Problem to work on: Within the records below, how many lines hold the word "zones"? Only the number should be returned.

[Records for the task — start]

//! Playback activation monitoring.
//!
//! Responsibilities:
//! - Classifying newly-active playbacks per `(zone, group)` by last client
//!   uid: first ever → boot, same uid → playback change, new uid → source
//!   change
//! - Applying activation-volume windows to the group index when the
//!   classification is in the configured trigger mask
//! - Synthesizing activations from telephony state (ring, off-hook)

use std::collections::HashMap;
use std::sync::Arc;

use dashmap::DashMap;
use serde::{Deserialize, Serialize};

use crate::context::{AudioUsage, ContextMap};
use crate::events::{VolumeEventExtra, VolumeEventFanout};
use crate::volume::group::GroupId;
use crate::zone::{ZoneId, ZoneRegistry, PRIMARY_ZONE_ID};

/// Uid used for activations synthesized from telephony state.
const TELEPHONY_UID: u32 = 1001;

/// Why a playback became active.
#[derive(Debug, Clone, Copy, PartialEq, Eq, Serialize, Deserialize)]
#[serde(rename_all = "snake_case")]
pub enum ActivationTrigger {
    /// First playback on this group since boot.
    OnBoot,
    /// A different client took over the group.
    OnSourceChanged,
    /// The same client started another playback.
    OnPlaybackChanged,
}

/// Activation-volume window for one group.
#[derive(Debug, Clone, Serialize, Deserialize)]
pub struct ActivationVolumeConfig {
    /// Lower bound, percent of the index range.
    pub min_activation_pct: u8,
    /// Upper bound, percent of the index range.
    pub max_activation_pct: u8,
    /// Classifications the window applies to.
    pub triggers: Vec<ActivationTrigger>,
}

/// Telephony call state, as reported by the platform.
#[derive(Debug, Clone, Copy, PartialEq, Eq, Serialize, Deserialize)]
#[serde(rename_all = "snake_case")]
pub enum CallState {
    /// No call activity.
    Idle,
    /// An incoming call is ringing.
    Ringing,
    /// A call is active.
    OffHook,
}

/// Observes newly-active playbacks and applies activation volume.
pub struct PlaybackActivationMonitor {
    zones: Arc<ZoneRegistry>,
    context_map: Arc<ContextMap>,
    fanout: Arc<VolumeEventFanout>,
    /// Activation windows keyed by `(zone, config, group)`.
    configs: HashMap<(ZoneId, u32, GroupId), ActivationVolumeConfig>,
    /// Last activating uid per `(zone, group)`.
    last_uid: DashMap<(ZoneId, GroupId), u32>,
}

impl PlaybackActivationMonitor {
    /// Creates the monitor.
    pub fn new(
        zones: Arc<ZoneRegistry>,
        context_map: Arc<ContextMap>,
        fanout: Arc<VolumeEventFanout>,
        configs: HashMap<(ZoneId, u32, GroupId), ActivationVolumeConfig>,
    ) -> Self {
        Self {
            zones,
            context_map,
            fanout,
            configs,
            last_uid: DashMap::new(),
        }
    }

    /// Handles one newly-active playback.
    pub fn on_playback_started(&self, zone_id: ZoneId, usage: AudioUsage, uid: u32) {
        let Some(zone) = self.zones.zone(zone_id) else {
            log::warn!("[ActivationMonitor] playback in unknown zone {zone_id}, ignoring");
            return;
        };
        let config = zone.current_config();
        let context = self.context_map.context_for_usage(usage);
        let Some(group) = config.group_for_context(context) else {
            log::info!(
                "[ActivationMonitor] zone {zone_id}: no group serves {usage:?}, skipping"
            );
            return;
        };
        group.set_active(true);

        let key = (zone_id, group.group_id());
        let trigger = match self.last_uid.insert(key, uid) {
            None => ActivationTrigger::OnBoot,
            Some(previous) if previous == uid => ActivationTrigger::OnPlaybackChanged,
            Some(_) => ActivationTrigger::OnSourceChanged,
        };
        log::debug!(
            "[ActivationMonitor] zone {zone_id}: uid {uid} on group {} -> {trigger:?}",
            group.group_id()
        );

        let Some(activation) = self
            .configs
            .get(&(zone_id, config.config_id(), group.group_id()))
        else {
            return;
        };
        if !activation.triggers.contains(&trigger) {
            return;
        }

        let flags = group.clamp_to_activation(
            activation.min_activation_pct,
            activation.max_activation_pct,
        );
        if !flags.is_empty() {
            self.fanout.emit(vec![
                group.make_event(flags, vec![VolumeEventExtra::AttenuationActivation]),
            ]);
        }
    }

    /// Synthesizes activations from telephony state transitions.
    ///
    /// Ring activates the ringtone usage, off-hook the voice-call usage,
    /// both on the primary zone under the telephony uid.
    pub fn on_call_state_changed(&self, state: CallState) {
        match state {
            CallState::Ringing => {
                self.on_playback_started(PRIMARY_ZONE_ID, AudioUsage::Ringtone, TELEPHONY_UID);
            }
            CallState::OffHook => {
                self.on_playback_started(PRIMARY_ZONE_ID, AudioUsage::VoiceCall, TELEPHONY_UID);
            }
            CallState::Idle => {}
        }
    }
}

#[cfg(test)]
mod tests {
    use super::*;
    use crate::context::AudioContext;
    use crate::error::CallbackResult;
    use crate::events::{VolumeEventListener, VolumeGroupEvent};
    use crate::runtime::CallbackDispatcher;
    use crate::volume::device::{AudioDevice, DeviceType, GainInfo};
    use crate::volume::group::{GainBackend, GainSink, GroupDevice, VolumeGroup};
    use crate::zone::config::ZoneConfig;
    use crate::zone::AudioZone;
    use parking_lot::Mutex;

    struct NullSink;
    impl GainSink for NullSink {
        fn commit_gain(&self, _address: &str, _gain_mb: i32) {}
    }

    struct CollectingListener {
        events: Mutex<Vec<VolumeGroupEvent>>,
    }
    impl VolumeEventListener for CollectingListener {
        fn on_volume_group_events(&self, events: &[VolumeGroupEvent]) -> CallbackResult {
            self.events.lock().extend_from_slice(events);
            Ok(())
        }
    }

    /// Media group with max_index 30 and an activation window of 0–80%
    /// covering boot and source changes (seed scenario shape).
    fn fixture() -> (
        PlaybackActivationMonitor,
        Arc<VolumeGroup>,
        Arc<CollectingListener>,
    ) {
        let group = Arc::new(
            VolumeGroup::new(
                0,
                0,
                0,
                "media",
                GainBackend::Device {
                    sink: Arc::new(NullSink),
                },
                vec![GroupDevice {
                    address: "bus0_media".to_string(),
                    gain: GainInfo {
                        min_mb: 0,
                        max_mb: 3000,
                        default_mb: 1500,
                        step_mb: 100,
                    },
                }],
                vec![
                    (AudioContext::Music, "bus0_media".to_string()),
                    (AudioContext::CallRing, "bus0_media".to_string()),
                ],
                None,
            )
            .unwrap(),
        );
        let config = Arc::new(ZoneConfig::new(0, 0, "default", true, vec![Arc::clone(&group)]));
        let microphone = AudioDevice {
            address: "mic0".to_string(),
            device_type: DeviceType::BuiltinMicrophone,
            gain: GainInfo {
                min_mb: 0,
                max_mb: 0,
                default_mb: 0,
                step_mb: 1,
            },
        };
        let zone = AudioZone::new(0, "driver", vec![config], vec![microphone]).unwrap();
        let zones = Arc::new(ZoneRegistry::new(vec![Arc::new(zone)]).unwrap());

        let fanout = Arc::new(VolumeEventFanout::new(CallbackDispatcher::inline("test")));
        let listener = Arc::new(CollectingListener {
            events: Mutex::new(Vec::new()),
        });
        fanout.register_listener("test", Arc::clone(&listener) as Arc<dyn VolumeEventListener>);

        let mut configs = HashMap::new();
        configs.insert(
            (0, 0, 0),
            ActivationVolumeConfig {
                min_activation_pct: 0,
                max_activation_pct: 80,
                triggers: vec![ActivationTrigger::OnBoot, ActivationTrigger::OnSourceChanged],
            },
        );

        let monitor =
            PlaybackActivationMonitor::new(zones, Arc::new(ContextMap::new()), fanout, configs);
        (monitor, group, listener)
    }

    #[test]
    fn boot_then_playback_then_source_change() {
        let (monitor, group, listener) = fixture();
        group.set_current_index(28).unwrap();

        // First playback ever: ON_BOOT, clamped into [0, 24].
        monitor.on_playback_started(0, AudioUsage::Media, 1000);
        assert_eq!(group.current_index(), 24);
        assert_eq!(listener.events.lock().len(), 1);

        // Same uid again: ON_PLAYBACK_CHANGED, not in the mask, no clamp.
        group.set_current_index(28).unwrap();
        monitor.on_playback_started(0, AudioUsage::Media, 1000);
        assert_eq!(group.current_index(), 28);
        assert_eq!(listener.events.lock().len(), 1);

        // Different uid: ON_SOURCE_CHANGED, clamped again.
        monitor.on_playback_started(0, AudioUsage::Media, 2000);
        assert_eq!(group.current_index(), 24);
        assert_eq!(listener.events.lock().len(), 2);
        assert_eq!(
            listener.events.lock()[1].extras,
            vec![VolumeEventExtra::AttenuationActivation]
        );
    }

    #[test]
    fn index_inside_window_is_untouched() {
        let (monitor, group, listener) = fixture();
        group.set_current_index(10).unwrap();

        monitor.on_playback_started(0, AudioUsage::Media, 1000);

        assert_eq!(group.current_index(), 10);
        assert!(listener.events.lock().is_empty());
    }

    #[test]
    fn unmapped_usage_is_skipped() {
        let (monitor, group, _listener) = fixture();

        // No group serves navigation in this fixture.
        monitor.on_playback_started(0, AudioUsage::Navigation, 1000);

        assert!(!group.is_active());
    }

    #[test]
    fn playback_marks_group_active() {
        let (monitor, group, _listener) = fixture();
        assert!(!group.is_active());

        monitor.on_playback_started(0, AudioUsage::Media, 1000);

        assert!(group.is_active());
    }

    #[test]
    fn ring_synthesizes_ringtone_activation() {
        let (monitor, group, _listener) = fixture();
        group.set_current_index(28).unwrap();

        // CallRing maps to the same group in this fixture; the synthesized
        // activation classifies as ON_BOOT and clamps.
        monitor.on_call_state_changed(CallState::Ringing);

        assert_eq!(group.current_index(), 24);
        assert!(group.is_active());
    }

    #[test]
    fn idle_call_state_does_nothing() {
        let (monitor, group, _listener) = fixture();
        monitor.on_call_state_changed(CallState::Idle);
        assert!(!group.is_active());
    }
}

[Records for the task — finish]

Solution for this exercise: 6